(Stored data entries)
··········

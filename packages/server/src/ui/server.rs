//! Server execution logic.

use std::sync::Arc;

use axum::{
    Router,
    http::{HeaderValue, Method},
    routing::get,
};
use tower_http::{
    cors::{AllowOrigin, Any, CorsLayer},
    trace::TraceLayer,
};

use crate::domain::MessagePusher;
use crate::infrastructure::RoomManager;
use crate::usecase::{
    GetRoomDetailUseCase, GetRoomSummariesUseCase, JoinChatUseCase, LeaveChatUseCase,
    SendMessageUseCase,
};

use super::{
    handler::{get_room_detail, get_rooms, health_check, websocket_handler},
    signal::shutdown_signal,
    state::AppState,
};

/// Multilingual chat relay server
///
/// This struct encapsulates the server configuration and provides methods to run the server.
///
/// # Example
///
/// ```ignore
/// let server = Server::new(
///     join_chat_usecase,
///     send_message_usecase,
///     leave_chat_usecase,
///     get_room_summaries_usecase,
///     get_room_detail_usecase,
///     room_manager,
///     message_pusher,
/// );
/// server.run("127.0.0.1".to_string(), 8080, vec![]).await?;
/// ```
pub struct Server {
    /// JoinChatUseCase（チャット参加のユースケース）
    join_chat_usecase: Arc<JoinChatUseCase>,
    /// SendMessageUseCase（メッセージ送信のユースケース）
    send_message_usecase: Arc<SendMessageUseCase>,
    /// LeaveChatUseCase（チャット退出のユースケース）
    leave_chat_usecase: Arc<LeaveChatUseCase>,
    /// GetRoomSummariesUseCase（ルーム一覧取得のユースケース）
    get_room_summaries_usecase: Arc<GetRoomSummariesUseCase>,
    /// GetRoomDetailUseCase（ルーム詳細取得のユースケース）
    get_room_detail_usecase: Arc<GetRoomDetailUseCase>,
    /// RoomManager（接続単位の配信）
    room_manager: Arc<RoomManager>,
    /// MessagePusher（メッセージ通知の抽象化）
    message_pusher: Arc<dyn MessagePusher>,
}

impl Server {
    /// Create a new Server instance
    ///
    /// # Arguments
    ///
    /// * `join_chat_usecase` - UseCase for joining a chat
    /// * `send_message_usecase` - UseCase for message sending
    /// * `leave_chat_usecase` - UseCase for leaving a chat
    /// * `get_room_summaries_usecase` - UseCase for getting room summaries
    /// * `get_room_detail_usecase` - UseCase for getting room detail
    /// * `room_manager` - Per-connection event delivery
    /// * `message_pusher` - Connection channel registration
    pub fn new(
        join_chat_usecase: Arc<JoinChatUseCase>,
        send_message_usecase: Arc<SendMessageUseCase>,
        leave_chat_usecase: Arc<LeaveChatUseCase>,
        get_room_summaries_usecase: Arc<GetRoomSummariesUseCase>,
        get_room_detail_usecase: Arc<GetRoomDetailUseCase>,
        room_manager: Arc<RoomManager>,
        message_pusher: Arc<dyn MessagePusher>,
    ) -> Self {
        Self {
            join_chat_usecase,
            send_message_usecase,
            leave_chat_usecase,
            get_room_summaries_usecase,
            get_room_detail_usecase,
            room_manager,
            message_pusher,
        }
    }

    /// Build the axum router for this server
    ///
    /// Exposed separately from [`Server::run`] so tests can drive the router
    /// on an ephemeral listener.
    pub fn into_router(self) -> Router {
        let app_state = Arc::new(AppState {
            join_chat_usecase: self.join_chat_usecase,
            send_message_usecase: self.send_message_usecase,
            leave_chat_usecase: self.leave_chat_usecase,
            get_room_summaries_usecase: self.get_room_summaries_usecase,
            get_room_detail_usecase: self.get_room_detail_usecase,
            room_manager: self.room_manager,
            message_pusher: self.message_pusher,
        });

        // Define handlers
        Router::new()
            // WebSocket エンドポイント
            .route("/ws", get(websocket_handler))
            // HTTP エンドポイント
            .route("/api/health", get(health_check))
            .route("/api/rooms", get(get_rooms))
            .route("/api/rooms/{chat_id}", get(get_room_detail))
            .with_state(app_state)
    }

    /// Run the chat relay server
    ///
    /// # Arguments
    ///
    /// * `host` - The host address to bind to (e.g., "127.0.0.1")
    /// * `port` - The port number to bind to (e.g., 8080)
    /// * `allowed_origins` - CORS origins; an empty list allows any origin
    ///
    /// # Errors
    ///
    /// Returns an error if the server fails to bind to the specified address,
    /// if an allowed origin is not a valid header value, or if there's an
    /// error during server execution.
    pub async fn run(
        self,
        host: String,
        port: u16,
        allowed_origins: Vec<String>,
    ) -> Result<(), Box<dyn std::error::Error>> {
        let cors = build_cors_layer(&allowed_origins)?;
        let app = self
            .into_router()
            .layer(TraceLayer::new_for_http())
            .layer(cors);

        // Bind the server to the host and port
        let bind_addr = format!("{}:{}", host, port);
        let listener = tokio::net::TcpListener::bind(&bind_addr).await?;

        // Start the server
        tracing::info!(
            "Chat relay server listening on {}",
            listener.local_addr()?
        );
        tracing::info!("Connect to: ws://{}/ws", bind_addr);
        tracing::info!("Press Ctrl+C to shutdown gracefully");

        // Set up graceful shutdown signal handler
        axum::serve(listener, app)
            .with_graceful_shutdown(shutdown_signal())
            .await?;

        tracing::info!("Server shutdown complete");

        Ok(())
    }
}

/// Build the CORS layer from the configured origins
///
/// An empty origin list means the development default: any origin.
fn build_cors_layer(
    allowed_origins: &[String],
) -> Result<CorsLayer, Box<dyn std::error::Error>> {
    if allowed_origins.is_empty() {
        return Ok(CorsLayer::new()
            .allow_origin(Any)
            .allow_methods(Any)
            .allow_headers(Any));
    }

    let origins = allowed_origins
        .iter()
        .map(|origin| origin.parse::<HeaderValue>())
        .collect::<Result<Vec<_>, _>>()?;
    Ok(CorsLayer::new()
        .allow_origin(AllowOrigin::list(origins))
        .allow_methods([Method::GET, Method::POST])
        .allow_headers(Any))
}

··········

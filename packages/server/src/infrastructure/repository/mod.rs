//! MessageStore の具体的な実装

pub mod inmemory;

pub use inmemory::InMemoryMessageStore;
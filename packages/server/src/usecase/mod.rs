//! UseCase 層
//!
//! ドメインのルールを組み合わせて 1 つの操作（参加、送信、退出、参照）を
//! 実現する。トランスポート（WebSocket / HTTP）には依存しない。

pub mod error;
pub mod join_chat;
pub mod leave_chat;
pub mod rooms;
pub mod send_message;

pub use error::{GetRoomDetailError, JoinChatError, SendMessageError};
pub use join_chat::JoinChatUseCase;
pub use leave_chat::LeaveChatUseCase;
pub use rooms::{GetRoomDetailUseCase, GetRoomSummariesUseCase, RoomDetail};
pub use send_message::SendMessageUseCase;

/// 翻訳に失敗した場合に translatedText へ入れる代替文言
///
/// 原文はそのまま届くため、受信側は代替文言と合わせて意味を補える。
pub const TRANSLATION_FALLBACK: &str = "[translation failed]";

··········

PROBLEM: Lines holding "from": give how many there are in the entries above, and nothing more.

OUTPUT OF THE EXERCISE: 2